CompanyDecember 17, 2021

451 Research: Data in Motion – What’s Driving Industries Toward Unified Data?

Rachel Dunning
Rachel DunningSenior Research Associate at 451 Research
Nick Patience
Nick Patience Founder & Research Vice President at 451 Research
451 Research: Data in Motion – What’s Driving Industries Toward Unified Data?

In the last few years, messaging and event stream processing technologies have gone from niche products reserved mainly for industries such as financial services and telecommunications to core components of modern data architecture. Several factors have driven this change, including the explosion of open-source projects that have reduced costs and barriers to entry, the growth of microservices-based architecture and broader recognition of the strategic value of real-time data processing and analysis.

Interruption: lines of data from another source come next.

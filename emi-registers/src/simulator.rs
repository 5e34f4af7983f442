use std::collections::HashMap;

use async_trait::async_trait;

use crate::codec::{bytes_to_words, words_to_bytes, Address, Quantity, Word};
use crate::error::{TransportError, TransportResult};
use crate::transport::RegisterTransport;

#[derive(Debug, Clone, Default)]
/// In-memory EMI input registers, usable wherever a [`RegisterTransport`] is expected.
pub struct Registers(HashMap<Address, Word>);

impl Registers {
    /// Insert new consecutive registers with `words` values starting at `addr` address.
    pub fn insert(&mut self, addr: Address, words: Vec<Word>) {
        for (i, value) in words.into_iter().enumerate() {
            let reg_addr = addr + i as Address;
            self.0.insert(reg_addr, value);
        }
    }

    /// Insert wire bytes starting at `addr`. An odd trailing byte is padded with zero.
    pub fn insert_bytes(&mut self, addr: Address, bytes: &[u8]) {
        self.insert(addr, bytes_to_words(bytes));
    }

    /// Drop the register at `addr`, making reads that cover it fail.
    pub fn remove(&mut self, addr: Address) -> Option<Word> {
        self.0.remove(&addr)
    }

    /// Read `cnt` consecutive registers starting at `addr`.
    pub fn read(&self, addr: Address, cnt: Quantity) -> TransportResult<Vec<Word>> {
        (0..cnt)
            .map(|i| {
                let reg_addr = addr.wrapping_add(i);
                self.0
                    .get(&reg_addr)
                    .copied()
                    .ok_or(TransportError::Exception(
                        tokio_modbus::Exception::IllegalDataAddress,
                    ))
            })
            .collect()
    }
}

#[async_trait]
impl RegisterTransport for Registers {
    async fn read_registers(
        &mut self,
        address: Address,
        register_count: Quantity,
        byte_count: u16,
    ) -> TransportResult<Vec<u8>> {
        let words = self.read(address, register_count)?;
        let mut bytes = words_to_bytes(&words);
        bytes.truncate(byte_count.into());
        Ok(bytes)
    }
}
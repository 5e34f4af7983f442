//! Register decoding for Energy Metering Interface (EMI) devices, on top of [tokio-modbus](https://github.com/slowtec/tokio-modbus).
//!
//! EMI devices expose their measurements as Modbus input registers holding big-endian
//! unsigned integers with a device-documented power-of-ten scaler, octet strings and a
//! packed clock record. This crate turns those raw register blocks into values.

//! ## Decoders
//!
//! - [`decoder::decode_scaled_u16`] and [`decoder::decode_scaled_u32`] - `raw x 10^scaler` as `f64`,
//! - [`decoder::decode_clock`] - the [`clock::ClockRecord`] at address `0x0001`,
//! - [`decoder::decode_octet_string`] - an [`octet_string::OctetString`] of the requested length.
//!
//! Each decoder performs a single read through a [`transport::RegisterTransport`] and returns
//! [`error::DecodeError`] when the read fails or comes back short; no value is produced then.
//!
//! ## Derive macro
//!
//! [`derive::InputRegisterMap`] implements [`core::InputRegisterMap`] for a struct. Annotated fields
//! are decoded in address order. The field `emi` attribute **must** contain
//! - `addr` - register address, `u16` integer,
//! - `ty` - one of `"u16"`, `"u32"` (for `f64` fields), `"clock"` (for `ClockRecord`) or `"octets(len)"` (for `OctetString`),
//!
//! and **can** contain
//! - `scaler` - signed power-of-ten exponent, default `0`,
//! - `unit` - measurement unit of the scaled value.
//!
//! The `emi_doc` attribute creates documentation from the `emi` field attributes.

/// Clock record decoded from the clock object
pub mod clock;
/// Utilities for decoding from and encoding to EMI registers
pub mod codec;
/// Data load configuration
pub mod config;
/// Core traits to read from EMI registers
pub mod core;
/// Scaled value, clock and octet string decoders
pub mod decoder;
pub mod error;
pub mod octet_string;
/// In-memory register store for tests and demos
pub mod simulator;
pub mod transport;

pub use clock::{ClockRecord, ClockStatus};
pub use decoder::{
    decode_clock, decode_clock_at, decode_octet_string, decode_scaled_u16, decode_scaled_u32,
    CLOCK_ADDRESS,
};
pub use error::{ConfigError, DecodeError, TransportError};
pub use octet_string::OctetString;
pub use transport::{ModbusTransport, RegisterTransport};

pub mod derive {
    /// Re-export.
    pub use emi_registers_derive::{emi_doc, InputRegisterMap};
}
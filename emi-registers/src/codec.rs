use std::cmp::Ordering;

pub use tokio_modbus::{Address, Quantity};

/// 16-bit value stored in Modbus register.
pub type Word = u16;

#[derive(Debug, Clone, Copy, PartialEq, Eq)]
pub struct BytesCountError {
    pub expected: usize,
    pub actual: usize,
}

/// Reinterpret an integer whose in-memory bytes are the big-endian wire bytes
/// as the numeric value the device meant.
///
/// The swap is explicit, so the result does not depend on the host byte order,
/// and applying it twice gives back the input.
pub trait Normalize: Sized {
    fn normalize(self) -> Self;
}

macro_rules! impl_normalize {
    ($num_type:ty) => {
        impl Normalize for $num_type {
            fn normalize(self) -> Self {
                <$num_type>::from_be(self)
            }
        }
    };
}

impl_normalize!(u16);
impl_normalize!(u32);

pub fn normalize16(raw: u16) -> u16 {
    raw.normalize()
}

pub fn normalize32(raw: u32) -> u32 {
    raw.normalize()
}

/// Decode a value from wire-ordered bytes.
pub trait Decode: Sized {
    const SIZE: usize;

    fn from_wire_bytes(bytes: &[u8]) -> Result<Self, BytesCountError>;
}

macro_rules! impl_decode {
    ($num_type:ty) => {
        impl Decode for $num_type {
            const SIZE: usize = std::mem::size_of::<$num_type>();

            fn from_wire_bytes(bytes: &[u8]) -> Result<Self, BytesCountError> {
                let array = bytes.try_into().or(Err(BytesCountError {
                    expected: Self::SIZE,
                    actual: bytes.len(),
                }))?;
                // Raw copy first, then normalize, as the register block arrives.
                Ok(<$num_type>::from_ne_bytes(array).normalize())
            }
        }
    };
}

impl_decode!(u16);
impl_decode!(u32);

/// Encode a value into big-endian ordered `Word`s.
pub trait Encode {
    fn to_be_words(self) -> Vec<Word>;
}

macro_rules! impl_encode {
    ($num_type:ty) => {
        impl Encode for $num_type {
            fn to_be_words(self) -> Vec<Word> {
                bytes_to_words(&self.to_be_bytes())
            }
        }
    };
}

impl_encode!(u16);
impl_encode!(u32);

/// Flatten register words into the byte sequence seen on the wire.
pub fn words_to_bytes(words: &[Word]) -> Vec<u8> {
    words.iter().copied().flat_map(u16::to_be_bytes).collect()
}

/// Pack wire bytes into register words. An odd trailing byte is padded with zero.
pub fn bytes_to_words(bytes: &[u8]) -> Vec<Word> {
    bytes
        .chunks(2)
        .map(|chunk| match *chunk {
            [hi, lo] => u16::from_be_bytes([hi, lo]),
            [hi] => u16::from_be_bytes([hi, 0]),
            _ => unreachable!("chunks(2) yields one or two bytes"),
        })
        .collect()
}

/// Apply a power-of-ten scaler to a raw register value.
///
/// Non-negative exponents multiply by `10^s`, negative ones divide by `10^-s`.
/// Both powers are exact in `f64` for `|s| <= 22`, so each branch rounds once.
pub fn scale(raw: f64, scaler: i8) -> f64 {
    match scaler.cmp(&0) {
        Ordering::Equal => raw,
        Ordering::Greater => raw * 10f64.powi(i32::from(scaler)),
        Ordering::Less => raw / 10f64.powi(-i32::from(scaler)),
    }
}

/// Positional reader over a fixed-layout byte block.
#[derive(Debug, Clone)]
pub struct ByteCursor<'a> {
    bytes: &'a [u8],
    pos: usize,
}

impl<'a> ByteCursor<'a> {
    pub fn new(bytes: &'a [u8]) -> Self {
        Self { bytes, pos: 0 }
    }

    pub fn position(&self) -> usize {
        self.pos
    }

    pub fn remaining(&self) -> usize {
        self.bytes.len() - self.pos
    }

    pub fn take(&mut self, n: usize) -> Result<&'a [u8], BytesCountError> {
        let end = self.pos + n;
        let slice = self.bytes.get(self.pos..end).ok_or(BytesCountError {
            expected: end,
            actual: self.bytes.len(),
        })?;
        self.pos = end;
        Ok(slice)
    }

    pub fn read_u8(&mut self) -> Result<u8, BytesCountError> {
        Ok(self.take(1)?[0])
    }

    pub fn read<T: Decode>(&mut self) -> Result<T, BytesCountError> {
        T::from_wire_bytes(self.take(T::SIZE)?)
    }
}

#[cfg(test)]
mod tests {
    use super::*;

    #[test]
    fn normalize16_is_self_inverse() {
        for v in 0..=u16::MAX {
            assert_eq!(normalize16(normalize16(v)), v);
        }
    }

    #[test]
    fn normalize32_is_self_inverse() {
        let samples = (0..=u32::MAX).step_by(65_521).chain([u32::MAX, 1, 0x0102_0304]);
        for v in samples {
            assert_eq!(normalize32(normalize32(v)), v);
        }
    }

    #[test]
    fn normalize_reads_wire_order() {
        assert_eq!(normalize16(u16::from_ne_bytes([0x00, 0x64])), 100);
        assert_eq!(normalize16(u16::from_ne_bytes([0x07, 0xE8])), 2024);
        assert_eq!(
            normalize32(u32::from_ne_bytes([0x00, 0x00, 0x03, 0xE8])),
            1000
        );
        assert_eq!(
            normalize32(u32::from_ne_bytes([0x12, 0x34, 0x56, 0x78])),
            0x1234_5678
        );
    }

    #[test]
    fn decode_rejects_wrong_size() {
        assert_eq!(
            u32::from_wire_bytes(&[0x00, 0x01]),
            Err(BytesCountError {
                expected: 4,
                actual: 2
            })
        );
        assert_eq!(u16::from_wire_bytes(&[0xFF, 0xFE]), Ok(0xFFFE));
    }

    #[test]
    fn words_and_bytes() {
        assert_eq!(words_to_bytes(&[0x07E8, 0x0A0F]), vec![0x07, 0xE8, 0x0A, 0x0F]);
        assert_eq!(bytes_to_words(&[0x41, 0x42, 0x43]), vec![0x4142, 0x4300]);
        assert_eq!(0x0001_0002u32.to_be_words(), vec![0x0001, 0x0002]);
        assert_eq!(7u16.to_be_words(), vec![7]);
    }

    #[test]
    fn scale_by_powers_of_ten() {
        assert_eq!(scale(123.0, 0), 123.0);
        assert_eq!(scale(100.0, -1), 10.0);
        assert_eq!(scale(98.0, -2), 0.98);
        assert_eq!(scale(1000.0, 2), 100_000.0);
        assert_eq!(scale(12_345.0, -3), 12.345);
        assert_eq!(scale(0.0, -5), 0.0);
    }

    #[test]
    fn cursor_reads_positionally() {
        let bytes = [0x07, 0xE8, 0x0A, 0x00, 0x00, 0x03, 0xE8];
        let mut cursor = ByteCursor::new(&bytes);
        assert_eq!(cursor.read::<u16>(), Ok(2024));
        assert_eq!(cursor.read_u8(), Ok(10));
        assert_eq!(cursor.read::<u32>(), Ok(1000));
        assert_eq!(cursor.remaining(), 0);
        assert_eq!(
            cursor.read_u8(),
            Err(BytesCountError {
                expected: 8,
                actual: 7
            })
        );
        assert_eq!(cursor.position(), 7);
    }
}
//! Macros to `derive` the `emi-registers` traits

use proc_macro::TokenStream;
use quote::quote;

mod entry;
mod mapping;
mod utils;

/// Derive macro to implement `emi_registers::core::InputRegisterMap`
#[proc_macro_derive(InputRegisterMap, attributes(emi))]
pub fn derive_input_register_map(input: TokenStream) -> TokenStream {
    let ast = syn::parse_macro_input!(input as syn::DeriveInput);

    let name = &ast.ident;

    let mapping = mapping::Mapping::new(&ast);
    let field_name = mapping.field_name_vec();
    let decode = mapping.decode_expr_vec();

    let tokens = quote! {
        #[async_trait::async_trait]
        impl emi_registers::core::InputRegisterMap for #name {
            async fn update_from_input_registers(
                &mut self,
                transport: &mut dyn emi_registers::transport::RegisterTransport,
            ) -> Result<(), emi_registers::error::DecodeError> {
                #(
                    // Read, decode and set
                    self.#field_name = #decode;
                )*
                Ok(())
            }
        }
    };

    tokens.into()
}

#[proc_macro_attribute]
pub fn emi_doc(_attr: TokenStream, item: TokenStream) -> TokenStream {
    let mut ast = syn::parse_macro_input!(item as syn::DeriveInput);
    match &mut ast.data {
        syn::Data::Struct(ref mut struct_data) => {
            match &mut struct_data.fields {
                syn::Fields::Named(fields_named) => {
                    for field in &mut fields_named.named {
                        if field.attrs.iter().any(|attr| attr.path().is_ident("emi")) {
                            let entry: entry::Entry = field.clone().into();
                            let doc = format!(
                                "address - `{:#06x}`, data type - `{:?}` (`{}` registers), scaler - `{}`, unit - `{}`.",
                                entry.addr,
                                entry.ty,
                                entry.ty.word_size(),
                                entry.scaler,
                                entry.unit
                            );
                            let doc: syn::Attribute = syn::parse_quote!(#[doc = #doc]);
                            field.attrs.push(doc);
                        }
                    }
                }
                _ => panic!("`emi_doc` has to be applied to structs with named fields"),
            }

            quote! {
                #ast
            }
            .into()
        }
        _ => panic!("`emi_doc` has to be applied with structs"),
    }
}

According to survey data from 451 Research, nearly 64% of companies have either adopted event stream processing technology or plan to adopt it within the next 12 months. This percentage is even higher among companies that are most data-driven and those that have been most successful with their data and analytics. Let's take a closer look at how modern event streaming technology is transforming the enterprise.

Blending Data Volume With Data Scaling

Enterprises deal not only with significant data volumes coming in, such as with event steaming systems, but also with the ability to land all of this incoming data. Event streaming systems, which often produce large data volumes compared with systems adding data in part and parcel, require an underlying architecture that can scale dynamically to avoid potential data loss and can also store the data such that it can be accessed in a multitude of ways. 

Enabling Real-Time and Ad Hoc Data Processing, and Accessing Data in Cohesion 

Accommodating large data volumes and scaling is one thing; accessing that data—in the ways enterprises need to—is quite another. Because event streaming systems continuously process data, enterprises need to access the data in real time, no matter how much data comes in. This is critical for time-sensitive applications like fraud detection, SIEM and proactive monitoring, where even a five-minute delay is five minutes too long. Likewise, processing data soon after landing can be useful as well, especially for driving reports, dashboards and ad hoc analytics. But enterprises also value data processing, particularly time-series data, for carrying out analysis on data during a set time frame or multiple time frames. 


A challenge that can arise with microservices-based architectures is coupling, or interdependence, between software systems, whereby a change in one system necessitates a change in another. With more microservices, this coupling can be compounded, resulting in complex and costly architectures. Event stream processing addresses this issue through the decoupling of these systems, having some systems publish events and others subscribe to them. This gives enterprises the flexibility to scale their architecture with minimal system changes. 

Unified Data Architecture for Event Streaming

Thanks to the free availability of open-source projects and the growing prevalence of technologies such as microservices-based architecture, messaging and event stream processing has become an integral part of modern data architecture. Enterprises that once had to gather a variety of technologies to design their architecture now have access to open-source projects like Apache Pulsar that enable them to replace multiple specialized technologies with a single messaging and event streaming platform.